As if our existence is a deception. As if we’re not supposed to want connection like everyone else.
But we do.
Gods, we do.
And we build our sanctuaries in the meantime.
Our late-night walks, our group chats, our side glances of recognition. Our dancefloors.
And still—still—they raid them.
They were the intruders.
The cops didn’t stumble into danger; they brought it.
They walked into spaces that had been carefully, defiantly crafted by people already pushed out of everywhere else.
People who had learned how to survive surveillance, side-eyes, slurs—and still somehow believed in joy.
Still somehow believed in each other.
These weren’t dens of deviance. They were sanctuaries. Improvised cathedrals. Family, sweat, mascara, consent.
And the police shattered them, not because harm was happening—but because it wasn’t.

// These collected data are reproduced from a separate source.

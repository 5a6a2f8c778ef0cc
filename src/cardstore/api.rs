//! # API Facade
//!
//! [`Database`] is the handle returned by
//! [`Connector::connect`](crate::instance::Connector::connect) and the single entry
//! point for record operations. It is a **thin facade** over the command layer:
//!
//! 1. check the handle is connected (`NotReady` otherwise),
//! 2. wait the simulated latency,
//! 3. dispatch to `commands::<op>::run` with the namespace, a fresh id and the
//!    current time.
//!
//! Business rules live in `commands/*.rs` and are tested there; the tests here
//! cover the async contract: readiness, latency, and interleaving of concurrent
//! calls.
//!
//! ## One Failure Channel
//!
//! Every operation is an `async fn` returning [`Result`]. A disconnected handle
//! reports `NotReady` through that same `Result`, without waiting the latency.
//!
//! ## Concurrent Mutations
//!
//! Mutations on one handle are serialized: after the latency pause each takes the
//! handle's write lock, and the read-merge-write of an update happens under it
//! with no await point in between. Two overlapping updates of the same card are
//! applied one after the other, so neither is lost. Handles are not coordinated
//! with each other.

use crate::commands;
use crate::error::{CardError, Result};
use crate::instance::Session;
use crate::model::{Card, CardPatch, NewCard};
use crate::runtime::{Clock, IdGenerator, Latency};
use crate::store::KeyValueStore;
use std::sync::Arc;
use tokio::sync::Mutex;
use tracing::{debug, info};

pub struct Database<S: KeyValueStore> {
    store: Arc<S>,
    ids: Arc<dyn IdGenerator>,
    clock: Arc<dyn Clock>,
    latency: Latency,
    session: Option<Session>,
    write_lock: Mutex<()>,
}

impl<S: KeyValueStore> Database<S> {
    pub(crate) fn new(
        store: Arc<S>,
        ids: Arc<dyn IdGenerator>,
        clock: Arc<dyn Clock>,
        latency: Latency,
        session: Session,
    ) -> Self {
        Self {
            store,
            ids,
            clock,
            latency,
            session: Some(session),
            write_lock: Mutex::new(()),
        }
    }

    pub fn is_ready(&self) -> bool {
        self.session.is_some()
    }

    /// The connected instance id, `None` once disconnected.
    pub fn instance_id(&self) -> Option<&str> {
        self.session.as_ref().map(Session::instance_id)
    }

    /// Drops the session. Calling it again is a no-op.
    pub fn disconnect(&mut self) -> Result<()> {
        if let Some(session) = self.session.take() {
            info!(instance_id = session.instance_id(), "disconnected");
        }
        Ok(())
    }

    fn session(&self) -> Result<&Session> {
        self.session.as_ref().ok_or(CardError::NotReady)
    }

    pub async fn add_card(&self, input: NewCard) -> Result<String> {
        let session = self.session()?;
        self.latency.pause().await;

        let _guard = self.write_lock.lock().await;
        let id = commands::add::run(
            self.store.as_ref(),
            session.keys(),
            self.ids.new_id(),
            input,
            self.clock.now_millis(),
        )?;
        debug!(card_id = %id, "card added");
        Ok(id)
    }

    pub async fn get_card_by_id(&self, id: &str) -> Result<Card> {
        let session = self.session()?;
        self.latency.pause().await;

        commands::get::run(self.store.as_ref(), session.keys(), id)
    }

    pub async fn update_card_by_id(&self, id: &str, patch: CardPatch) -> Result<bool> {
        let session = self.session()?;
        self.latency.pause().await;

        let _guard = self.write_lock.lock().await;
        let updated = commands::update::run(
            self.store.as_ref(),
            session.keys(),
            id,
            &patch,
            self.clock.now_millis(),
        )?;
        debug!(card_id = id, "card updated");
        Ok(updated)
    }

    pub async fn delete_card_by_id(&self, id: &str) -> Result<bool> {
        let session = self.session()?;
        self.latency.pause().await;

        let _guard = self.write_lock.lock().await;
        let deleted = commands::delete::run(self.store.as_ref(), session.keys(), id)?;
        debug!(card_id = id, "card deleted");
        Ok(deleted)
    }

    /// All cards in this instance. The order is unspecified.
    pub async fn get_cards(&self) -> Result<Vec<Card>> {
        let session = self.session()?;
        self.latency.pause().await;

        commands::list::run(self.store.as_ref(), session.keys())
    }

    /// Cards whose status is one of `codes` (`TODO`, `IN_PROGRESS`, `DONE`).
    ///
    /// Every code is checked before the store is read; an unknown one fails the
    /// whole call with `InvalidStatus`. The order is unspecified.
    pub async fn get_cards_by_status_codes<I: AsRef<str>>(&self, codes: &[I]) -> Result<Vec<Card>> {
        let session = self.session()?;
        let statuses = commands::filter::parse_status_codes(codes)?;
        self.latency.pause().await;

        commands::filter::run(self.store.as_ref(), session.keys(), &statuses)
    }
}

Because joy—unlicensed, unshamed, ungoverned—threatens a system built on control.
What kind of system trains people to fear a room full of love more than a room full of guns?
One that’s afraid of softness.
Afraid of fluidity.
Afraid of bodies that don’t ask permission to exist.

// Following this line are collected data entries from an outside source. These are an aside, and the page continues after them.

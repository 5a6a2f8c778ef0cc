use crate::error::Result;
use crate::keys::KeySpace;
use crate::store::KeyValueStore;

use super::helpers::require_card;

pub fn run<S: KeyValueStore + ?Sized>(store: &S, space: &KeySpace, id: &str) -> Result<bool> {
    require_card(store, space, id)?;
    store.remove(&space.record_key(id))?;
    Ok(true)
}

A queer bar at midnight? That’s a threat.
But a militia with automatic weapons? That’s “freedom.”
It’s not logic. It’s legacy.
It’s the long tail of colonisation, patriarchy, whiteness, and empire—each one obsessed with dominance, allergic to delight.
Because a room full of love can’t be policed.
You can’t regulate gender euphoria.
You can’t extract profit from chosen family.
You can’t predict what happens when people actually feel free.
So instead, they criminalise it.
“Is it really your truth?”
Or is it inherited shame, dressed up as preference?
Is it purity culture with a fresh coat of neoliberal “choice”?
Is it fear, etched into your nervous system by a country that taught you softness was weakness, and intimacy was dangerous unless it came pre-approved?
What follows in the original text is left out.